### Collected data
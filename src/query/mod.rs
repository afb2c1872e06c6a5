// Lexical query-intent classification. Deterministic by construction: fixed
// pattern tables checked in a fixed precedence order, no model calls.


use fancy_regex::Regex;
use std::sync::LazyLock;
use tracing::debug;

/// Intent of a user query, deciding which retrieval strategy runs.
#[derive(Debug, Clone, Copy, PartialEq, Eq)]
pub enum QueryIntent {
    /// Ranking or engagement questions ("most viewed", "一番人気").
    Statistical,
    /// Freshness-oriented queries ("latest", "最近").
    Recent,
    /// Topical lookup with explicit search phrasing.
    Search,
    /// Everything else.
    General,
}

impl QueryIntent {
    #[inline]
    pub fn as_str(self) -> &'static str {
        match self {
            Self::Statistical => "statistical",
            Self::Recent => "recent",
            Self::Search => "search",
            Self::General => "general",
        }
    }
}

static STATISTICAL_RE: LazyLock<Regex> = LazyLock::new(|| {
    Regex::new(
        r"(?ix)
        \b(most|least)\s+(viewed|watched|popular|liked|commented)\b
        | \btop\s*\d+\b
        | \b(highest|lowest)\s+(view|like|comment)
        | \bview\s*counts?\b
        | \bbest\s+performing\b
        | \branking\b
        | \bpopular(ity)?\b
        | 一番人気 | 人気 | 再生回数 | 再生数 | ランキング | 最も(?:見られ|再生され)
        ",
    )
    .expect("statistical pattern is valid")
});

static RECENT_RE: LazyLock<Regex> = LazyLock::new(|| {
    Regex::new(
        r"(?ix)
        \b(latest|newest|recent(ly)?)\b
        | \bthis\s+(week|month|year)\b
        | \blast\s+(week|month)\b
        | \bnew\s+(video|upload|release)s?\b
        | \b(19|20)\d{2}\b
        | 最新 | 最近 | 新着 | 今週 | 今月 | 今年
        ",
    )
    .expect("recent pattern is valid")
});

static SEARCH_RE: LazyLock<Regex> = LazyLock::new(|| {
    Regex::new(
        r#"(?ix)
        \b(about|find|search(\s+for)?|show\s+me|looking\s+for|videos?\s+(of|on|with))\b
        | "[^"]+"
        | について | に関する | を?探し | 検索
        "#,
    )
    .expect("search pattern is valid")
});

static YEAR_RE: LazyLock<Regex> =
    LazyLock::new(|| Regex::new(r"\b(19|20)\d{2}\b|(?:19|20)\d{2}年").expect("year pattern is valid"));

fn matches(re: &Regex, query: &str) -> bool {
    re.is_match(query).unwrap_or(false)
}

/// Classify a query into one intent. Precedence when patterns overlap:
/// statistical beats recent beats search, so "most popular video of 2023"
/// stays a ranking question even though it names a year.
#[inline]
pub fn classify(query: &str) -> QueryIntent {
    let intent = if matches(&STATISTICAL_RE, query) {
        QueryIntent::Statistical
    } else if matches(&RECENT_RE, query) {
        QueryIntent::Recent
    } else if matches(&SEARCH_RE, query) {
        QueryIntent::Search
    } else {
        QueryIntent::General
    };

    debug!("Classified query as {}: {:?}", intent.as_str(), query);
    intent
}

/// Extract a four-digit publication year (1900..=2099) from the query, if
/// one is present. Used to narrow the statistical partition filter.
#[inline]
pub fn extract_year(query: &str) -> Option<i32> {
    let matched = YEAR_RE.find(query).ok().flatten()?;
    let digits: String = matched
        .as_str()
        .chars()
        .filter(char::is_ascii_digit)
        .collect();
    digits.parse().ok()
}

### Description of the task
Transcribe every line of the records exactly, please.

### Task response
filename src/query/mod.rs
repository afb2c1872e06c6a5
// Lexical query-intent classification. Deterministic by construction: fixed
// pattern tables checked in a fixed precedence order, no model calls.


use fancy_regex::Regex;
use std::sync::LazyLock;
use tracing::debug;

/// Intent of a user query, deciding which retrieval strategy runs.
#[derive(Debug, Clone, Copy, PartialEq, Eq)]
pub enum QueryIntent {
    /// Ranking or engagement questions ("most viewed", "一番人気").
    Statistical,
    /// Freshness-oriented queries ("latest", "最近").
    Recent,
    /// Topical lookup with explicit search phrasing.
    Search,
    /// Everything else.
    General,
}

impl QueryIntent {
    #[inline]
    pub fn as_str(self) -> &'static str {
        match self {
            Self::Statistical => "statistical",
            Self::Recent => "recent",
            Self::Search => "search",
            Self::General => "general",
        }
    }
}

static STATISTICAL_RE: LazyLock<Regex> = LazyLock::new(|| {
    Regex::new(
        r"(?ix)
        \b(most|least)\s+(viewed|watched|popular|liked|commented)\b
        | \btop\s*\d+\b
        | \b(highest|lowest)\s+(view|like|comment)
        | \bview\s*counts?\b
        | \bbest\s+performing\b
        | \branking\b
        | \bpopular(ity)?\b
        | 一番人気 | 人気 | 再生回数 | 再生数 | ランキング | 最も(?:見られ|再生され)
        ",
    )
    .expect("statistical pattern is valid")
});

static RECENT_RE: LazyLock<Regex> = LazyLock::new(|| {
    Regex::new(
        r"(?ix)
        \b(latest|newest|recent(ly)?)\b
        | \bthis\s+(week|month|year)\b
        | \blast\s+(week|month)\b
        | \bnew\s+(video|upload|release)s?\b
        | \b(19|20)\d{2}\b
        | 最新 | 最近 | 新着 | 今週 | 今月 | 今年
        ",
    )
    .expect("recent pattern is valid")
});

static SEARCH_RE: LazyLock<Regex> = LazyLock::new(|| {
    Regex::new(
        r#"(?ix)
        \b(about|find|search(\s+for)?|show\s+me|looking\s+for|videos?\s+(of|on|with))\b
        | "[^"]+"
        | について | に関する | を?探し | 検索
        "#,
    )
    .expect("search pattern is valid")
});

static YEAR_RE: LazyLock<Regex> =
    LazyLock::new(|| Regex::new(r"\b(19|20)\d{2}\b|(?:19|20)\d{2}年").expect("year pattern is valid"));

fn matches(re: &Regex, query: &str) -> bool {
    re.is_match(query).unwrap_or(false)
}

/// Classify a query into one intent. Precedence when patterns overlap:
/// statistical beats recent beats search, so "most popular video of 2023"
/// stays a ranking question even though it names a year.
#[inline]
pub fn classify(query: &str) -> QueryIntent {
    let intent = if matches(&STATISTICAL_RE, query) {
        QueryIntent::Statistical
    } else if matches(&RECENT_RE, query) {
        QueryIntent::Recent
    } else if matches(&SEARCH_RE, query) {
        QueryIntent::Search
    } else {
        QueryIntent::General
    };

    debug!("Classified query as {}: {:?}", intent.as_str(), query);
    intent
}

/// Extract a four-digit publication year (1900..=2099) from the query, if
/// one is present. Used to narrow the statistical partition filter.
#[inline]
pub fn extract_year(query: &str) -> Option<i32> {
    let matched = YEAR_RE.find(query).ok().flatten()?;
    let digits: String = matched
        .as_str()
        .chars()
        .filter(char::is_ascii_digit)
        .collect();
    digits.parse().ok()
}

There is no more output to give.